Suara seorang gadis.

Aku mengintip dari balik semak, seorang gadis kecil berdiri di bawah pohon besar yang rindang, di tengah sebuah pekarangan rumah yang luas. Ia memeluk boneka beruang lusuh, masih tetap tertawa. Aku semakin mendekatinya, lalu dengan tak sengaja menginjak sebuah ranting, menimbulkan sebuah suara yang membuatnya menoleh. Rambutnya yang berwarna pirang pucat nampak indah diterangi cahaya bulan, dan bergerak ringan saat ia menoleh. Saat pandangan kami bertemu tawanya hilang seketika, tak ada sebuah senyum pun.

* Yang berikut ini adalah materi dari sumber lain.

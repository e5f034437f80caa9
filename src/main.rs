//! MCP stdio server binary for llm-delegate.

use std::sync::Arc;
use env_logger::{Builder, Env, Target};
use log::info;

use llm_delegate::client::HttpUpstream;
use llm_delegate::providers::Upstream;
use llm_delegate::{resolve_active_model, ServerConfig, ServerState};

async fn run() -> Result<(), llm_delegate::Error>
{   let config = ServerConfig::from_env()?;
    let upstream = Arc::new(HttpUpstream::new(&config)?);

    let model = resolve_active_model(
      config.configured_model.as_deref(),
      &config.fallback_model,
      || upstream.list_models()
    ).await;
    info!(
      "Active model {} ({} API, fallback used: {})",
      model.active_id,
      config.api_variant.as_str(),
      model.fallback_used
    );

    let state = Arc::new(ServerState::new(config, model, upstream));
    llm_delegate::server::run_stdio_server(state).await
}

#[tokio::main]
async fn main()
{   Builder::from_env(Env::default().default_filter_or("info"))
      .target(Target::Stderr)
      .init();

    if let Err(e) = run().await
    {   eprintln!("llm-delegate: {}", e);
        std::process::exit(1);
    }
}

Kini, gadis kecil itu nampak ketakutan saat melihatku, seperti baru saja melihat hantu. Aku memandangnya tak mengerti. Saat aku berniat untuk bertanya padanya, ia melangkah mundur, ingin tetap menjaga jarak dariku seakan aku adalah hewan buas. Dapat kulihat dalam keremangan, wajah gadis itu berkerut-kerut menahan air mata. Mengapa ia menangis, apa aku baru saja berbuat sebuah kesalahan. Aku semakin mendekat kearahnya untuk menanyakan hal itu, tapi semakin aku mendekat semakin ia menjauh pula.

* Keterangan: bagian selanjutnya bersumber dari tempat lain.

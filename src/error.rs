use std::fmt;

/// Custom error type for llm-delegate operations
/// Implements Clone so results can cross task boundaries
#[derive(Debug, Clone, PartialEq, Eq)]
pub enum Error
{   /// Required credential variable is missing or blank
    MissingApiKey(String)
  , /// Invalid configuration value
    InvalidConfiguration(String)
  , /// Tool arguments failed validation
    Validation(String)
  , /// Transport-level HTTP failure
    HttpError(String)
  , /// Upstream answered with a non-success status
    ApiError
    {   status: u16
      , message: String
    }
  , /// Failed to parse an upstream response
    ParseError(String)
  , /// Timeout error
    Timeout
  , /// A tool task died without producing a result
    Unexpected(String)
  , /// Generic error
    Other(String)
}

impl Error
{   /// HTTP status carried by the error, if it came from the upstream.
    pub fn status(&self) -> Option<u16>
    {   match self
        {   Error::ApiError { status, .. } => Some(*status)
          , _ => None
        }
    }
}

impl fmt::Display for Error
{   fn fmt(&self, f: &mut fmt::Formatter<'_>)
      -> fmt::Result
    {   match self
        {   Error::MissingApiKey(var) => {
              write!(f, "Missing API key: set {}", var)
            }
          , Error::InvalidConfiguration(msg) => {
              write!(f, "Invalid configuration: {}", msg)
            }
          , Error::Validation(msg) => {
              write!(f, "Invalid arguments: {}", msg)
            }
          , Error::HttpError(msg) => {
              write!(f, "HTTP error: {}", msg)
            }
          , Error::ApiError { status, message } => {
              write!(f, "API error ({}): {}", status, message)
            }
          , Error::ParseError(msg) => {
              write!(f, "Parse error: {}", msg)
            }
          , Error::Timeout => {
              write!(f, "Request timeout")
            }
          , Error::Unexpected(value) => {
              write!(f, "{}", value)
            }
          , Error::Other(msg) => {
              write!(f, "{}", msg)
            }
        }
    }
}

impl std::error::Error for Error {}

impl From<String> for Error
{   fn from(s: String) -> Self
    {   Error::Other(s)
    }
}

impl From<&str> for Error
{   fn from(s: &str) -> Self
    {   Error::Other(s.to_string())
    }
}

// ===== Classification =====

/// Closed set of failure categories shown to callers.
#[derive(Debug, Clone, Copy, PartialEq, Eq)]
pub enum ErrorKind
{   InvalidCredentials
  , QuotaExceeded
  , PermissionDenied
  , ModelNotFound
  , RateLimited
  , Timeout
  , Upstream
  , Generic
  , Unexpected
}

/// An actionable, caller-facing description of a failed call.
#[derive(Debug, Clone, PartialEq, Eq)]
pub struct ClassifiedError
{   pub kind: ErrorKind
  , pub message: String
}

impl fmt::Display for ClassifiedError
{   fn fmt(&self, f: &mut fmt::Formatter<'_>)
      -> fmt::Result
    {   write!(f, "{}", self.message)
    }
}

/// Map any failure onto a caller-facing message. First match wins:
/// well-known statuses, then anything mentioning a timeout, then the
/// remaining upstream statuses, then plain messages.
pub fn classify(error: &Error) -> ClassifiedError
{   let known = match error.status()
    {   Some(401) => Some((
          ErrorKind::InvalidCredentials
        , "Error: Invalid API key. Check that OPENAI_API_KEY \
           is set correctly."
        ))
      , Some(402) => Some((
          ErrorKind::QuotaExceeded
        , "Error: Quota exceeded. Check your plan and billing \
           details."
        ))
      , Some(403) => Some((
          ErrorKind::PermissionDenied
        , "Error: Permission denied. Your API key does not have \
           access to the requested model."
        ))
      , Some(404) => Some((
          ErrorKind::ModelNotFound
        , "Error: Model not found. Check the model name or call \
           the status tool to see the active model."
        ))
      , Some(429) => Some((
          ErrorKind::RateLimited
        , "Error: Rate limit exceeded. Please wait before making \
           more requests."
        ))
      , _ => None
    };
    if let Some((kind, message)) = known
    {   return ClassifiedError
        {   kind
          , message: message.to_string()
        };
    }

    if error.to_string().to_ascii_lowercase().contains("timeout")
    {   return ClassifiedError
        {   kind: ErrorKind::Timeout
          , message: "Error: Request timed out. Try again or lower \
                      max_output_tokens."
              .to_string()
        };
    }

    match error
    {   Error::ApiError { status, message } => ClassifiedError
        {   kind: ErrorKind::Upstream
          , message: format!(
              "Error: API error ({}): {}", status, message
            )
        }
      , Error::Unexpected(value) => ClassifiedError
        {   kind: ErrorKind::Unexpected
          , message: format!(
              "Error: Unexpected error occurred: {}", value
            )
        }
      , other => ClassifiedError
        {   kind: ErrorKind::Generic
          , message: format!("Error: {}", other)
        }
    }
}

Satu tetes air mata lolos dari pelupuk matanya. Aku masih bertanya-tanya, sejak kapan aku bisa melihat sedetail ini dalam penerangan sangat minim. Setelah itu tangisnya makin menjadi. Saat gadis itu membuka mulut hendak berteriak, penglihatanku memburam, lalu semuanya terjadi begitu cepat, dan aku tak dapat merasakan apapun setelahnya.

Hitam, dan hampa.

***

Pagi hari datang, lagi. "Bangun Raylah Young kau kira ini jam berapa!?" Terdengar suara mom samar, dia menggedor pintu keras-keras. Aku terbangun dari tidurku, mendorong sisa kantuk untuk segera enyah dari ragaku. Aku sangat lelah, memejamkan mata dalam-dalam mencoba mengingat hal apa yang membuatku begitu lelah.

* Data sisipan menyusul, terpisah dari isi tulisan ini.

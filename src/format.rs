//! Rendering of generation results and the output character budget

use serde_json::json;
use log::debug;

/// Render a result for the caller. Markdown gets a footer naming the
/// model and, when reported, the token usage.
pub fn render(
  result: &crate::NormalizedResult
, format: crate::OutputFormat
) -> String
{   match format
    {   crate::OutputFormat::Markdown => {
          let mut footer = format!("**Model:** {}", result.model_used);
          if let Some(usage) = &result.usage
          {   footer.push_str(&format!(
                " | **Tokens:** {} input, {} output, {} total",
                usage.input_tokens,
                usage.output_tokens,
                usage.total_tokens
              ));
          }
          if let Some(count) = result.message_count
          {   footer.push_str(&format!(" | **Messages:** {}", count));
          }
          format!("{}\n\n---\n{}", result.text, footer)
        }
      , crate::OutputFormat::Json => {
          let mut value = json!({
            "model": result.model_used,
            "text": result.text,
          });
          if let Some(usage) = &result.usage
          {   value["usage"] = json!(usage);
          }
          if let Some(count) = result.message_count
          {   value["message_count"] = json!(count);
          }
          serde_json::to_string_pretty(&value)
            .unwrap_or_else(|_| value.to_string())
        }
    }
}

/// Notice appended to truncated output
pub fn truncation_notice(original: usize, limit: usize) -> String
{   format!(
      "\n\n[Response truncated: {} characters exceeded the {} \
       character limit. Use max_output_tokens to limit generation \
       length.]",
      original, limit
    )
}

/// Cap `text` at `limit` characters. Cuts at a character boundary with
/// no regard for words or structure, so truncated JSON stops being
/// valid JSON.
pub fn truncate(text: &str, limit: usize) -> (String, bool)
{   let original = text.chars().count();
    if original <= limit
    {   return (text.to_string(), false);
    }
    debug!("Truncating output from {} to {} chars", original, limit);
    let mut cut: String = text.chars().take(limit).collect();
    cut.push_str(&truncation_notice(original, limit));
    (cut, true)
}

"Mmm aku sudah bangun." Erangku dengan suara serak kemudian terbatuk untuk membuat suaraku terdengar lebih jernih. Ranjangku berderit pada setiap gerakan yang kutimbulkan. Kemudian dengan tak sengaja menatap kakiku, disela-sela jarinya terdapat potongan rumput. Apa aku baru saja berkebun, atau aku belum membersihkan diriku kemarin. Sempat ingin melanjutkan tidur karna rasa kantuk yang tak kunjung hilang, namun Mom sepertinya masih belum menyerah mengetuk pintu kamarku. Aku bersumpah, sangat risih dengan Mom yang seperti ini.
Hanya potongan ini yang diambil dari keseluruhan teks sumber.